In the data below, one line contains "records += 1;" and a later one contains "let tgt_code = req.target_language_code.as_str();". Print both, with every line between them, exactly and alone.

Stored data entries
'''

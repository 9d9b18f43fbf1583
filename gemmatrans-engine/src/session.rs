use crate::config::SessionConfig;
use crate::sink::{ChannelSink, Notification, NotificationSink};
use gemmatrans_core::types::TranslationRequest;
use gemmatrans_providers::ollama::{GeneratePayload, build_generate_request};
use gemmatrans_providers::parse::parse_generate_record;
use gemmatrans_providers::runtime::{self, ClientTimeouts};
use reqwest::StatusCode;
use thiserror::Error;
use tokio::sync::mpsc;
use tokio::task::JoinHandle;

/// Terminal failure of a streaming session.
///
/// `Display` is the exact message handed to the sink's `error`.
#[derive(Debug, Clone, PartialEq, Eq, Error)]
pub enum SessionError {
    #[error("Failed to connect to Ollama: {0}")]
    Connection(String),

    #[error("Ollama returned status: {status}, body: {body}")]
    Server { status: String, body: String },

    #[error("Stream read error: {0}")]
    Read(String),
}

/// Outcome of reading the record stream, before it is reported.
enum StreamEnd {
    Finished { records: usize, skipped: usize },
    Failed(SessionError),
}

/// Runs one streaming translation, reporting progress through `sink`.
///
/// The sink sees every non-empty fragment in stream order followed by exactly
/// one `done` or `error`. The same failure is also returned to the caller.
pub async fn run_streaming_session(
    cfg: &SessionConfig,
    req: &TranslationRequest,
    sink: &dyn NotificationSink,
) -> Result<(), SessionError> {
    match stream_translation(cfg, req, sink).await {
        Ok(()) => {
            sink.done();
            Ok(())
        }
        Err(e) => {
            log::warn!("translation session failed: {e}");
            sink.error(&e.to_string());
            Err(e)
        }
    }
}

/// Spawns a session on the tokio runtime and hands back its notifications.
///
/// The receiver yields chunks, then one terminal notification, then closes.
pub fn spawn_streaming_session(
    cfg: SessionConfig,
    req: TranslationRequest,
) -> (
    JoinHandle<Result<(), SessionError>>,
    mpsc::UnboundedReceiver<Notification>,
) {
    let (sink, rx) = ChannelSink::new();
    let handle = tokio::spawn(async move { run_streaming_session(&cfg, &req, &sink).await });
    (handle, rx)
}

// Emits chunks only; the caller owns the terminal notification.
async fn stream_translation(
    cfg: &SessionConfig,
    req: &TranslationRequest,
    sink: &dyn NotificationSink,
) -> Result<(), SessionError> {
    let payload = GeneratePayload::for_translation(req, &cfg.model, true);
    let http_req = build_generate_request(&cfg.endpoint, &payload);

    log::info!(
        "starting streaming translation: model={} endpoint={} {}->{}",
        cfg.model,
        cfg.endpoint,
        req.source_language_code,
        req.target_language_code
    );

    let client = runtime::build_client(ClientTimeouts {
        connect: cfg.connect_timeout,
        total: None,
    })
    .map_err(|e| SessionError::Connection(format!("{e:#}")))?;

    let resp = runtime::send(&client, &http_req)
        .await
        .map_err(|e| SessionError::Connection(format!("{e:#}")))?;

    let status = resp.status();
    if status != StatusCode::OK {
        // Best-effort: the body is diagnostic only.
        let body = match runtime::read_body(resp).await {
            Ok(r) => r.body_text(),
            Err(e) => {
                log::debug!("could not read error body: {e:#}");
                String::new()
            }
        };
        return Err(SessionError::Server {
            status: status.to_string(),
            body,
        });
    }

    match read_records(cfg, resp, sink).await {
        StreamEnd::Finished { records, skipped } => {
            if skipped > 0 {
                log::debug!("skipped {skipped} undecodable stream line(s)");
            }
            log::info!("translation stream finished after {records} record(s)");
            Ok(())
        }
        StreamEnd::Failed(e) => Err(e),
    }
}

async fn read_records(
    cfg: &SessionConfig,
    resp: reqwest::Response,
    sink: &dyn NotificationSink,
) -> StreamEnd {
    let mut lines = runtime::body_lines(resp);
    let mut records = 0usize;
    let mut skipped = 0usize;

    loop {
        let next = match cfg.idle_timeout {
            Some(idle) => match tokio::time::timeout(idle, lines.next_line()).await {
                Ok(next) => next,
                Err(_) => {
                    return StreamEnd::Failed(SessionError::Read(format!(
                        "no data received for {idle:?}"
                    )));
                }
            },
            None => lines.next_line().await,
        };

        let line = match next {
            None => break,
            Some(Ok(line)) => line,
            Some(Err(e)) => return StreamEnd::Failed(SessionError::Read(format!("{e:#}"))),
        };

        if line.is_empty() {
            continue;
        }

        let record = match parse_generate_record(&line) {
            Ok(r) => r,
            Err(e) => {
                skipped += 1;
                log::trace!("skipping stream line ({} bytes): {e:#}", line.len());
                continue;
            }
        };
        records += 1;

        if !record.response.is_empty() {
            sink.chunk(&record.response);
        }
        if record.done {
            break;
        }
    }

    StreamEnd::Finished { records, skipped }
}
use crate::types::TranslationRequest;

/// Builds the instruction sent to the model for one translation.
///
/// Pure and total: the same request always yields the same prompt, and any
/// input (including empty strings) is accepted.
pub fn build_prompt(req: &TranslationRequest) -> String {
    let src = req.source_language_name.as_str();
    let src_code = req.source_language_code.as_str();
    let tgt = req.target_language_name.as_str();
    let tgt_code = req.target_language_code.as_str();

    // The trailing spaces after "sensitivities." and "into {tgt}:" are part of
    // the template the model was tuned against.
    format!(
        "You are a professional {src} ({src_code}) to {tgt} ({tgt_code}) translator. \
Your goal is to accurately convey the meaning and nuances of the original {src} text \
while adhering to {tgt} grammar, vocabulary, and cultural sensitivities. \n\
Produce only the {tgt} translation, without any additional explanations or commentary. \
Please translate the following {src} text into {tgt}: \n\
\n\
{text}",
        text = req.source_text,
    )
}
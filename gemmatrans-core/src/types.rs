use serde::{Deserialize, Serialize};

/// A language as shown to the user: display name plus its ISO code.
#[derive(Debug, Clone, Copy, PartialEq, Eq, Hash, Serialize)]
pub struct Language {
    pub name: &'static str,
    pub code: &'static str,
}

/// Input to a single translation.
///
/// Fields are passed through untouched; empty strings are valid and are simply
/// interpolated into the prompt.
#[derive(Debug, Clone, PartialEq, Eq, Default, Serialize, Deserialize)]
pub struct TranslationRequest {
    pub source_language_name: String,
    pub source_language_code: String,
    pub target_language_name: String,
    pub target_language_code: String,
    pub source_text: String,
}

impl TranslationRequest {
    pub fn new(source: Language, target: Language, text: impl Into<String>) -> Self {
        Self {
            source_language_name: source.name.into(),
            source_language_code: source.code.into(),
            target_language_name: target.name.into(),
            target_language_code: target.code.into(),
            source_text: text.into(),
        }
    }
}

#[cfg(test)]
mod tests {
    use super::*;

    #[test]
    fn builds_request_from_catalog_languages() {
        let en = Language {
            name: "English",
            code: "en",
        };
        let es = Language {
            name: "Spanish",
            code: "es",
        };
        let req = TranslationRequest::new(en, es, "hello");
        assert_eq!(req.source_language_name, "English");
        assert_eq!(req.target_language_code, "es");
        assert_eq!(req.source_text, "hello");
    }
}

'''

Answer box
        records += 1;

        if !record.response.is_empty() {
            sink.chunk(&record.response);
        }
        if record.done {
            break;
        }
    }

    StreamEnd::Finished { records, skipped }
}
use crate::types::TranslationRequest;

/// Builds the instruction sent to the model for one translation.
///
/// Pure and total: the same request always yields the same prompt, and any
/// input (including empty strings) is accepted.
pub fn build_prompt(req: &TranslationRequest) -> String {
    let src = req.source_language_name.as_str();
    let src_code = req.source_language_code.as_str();
    let tgt = req.target_language_name.as_str();
    let tgt_code = req.target_language_code.as_str();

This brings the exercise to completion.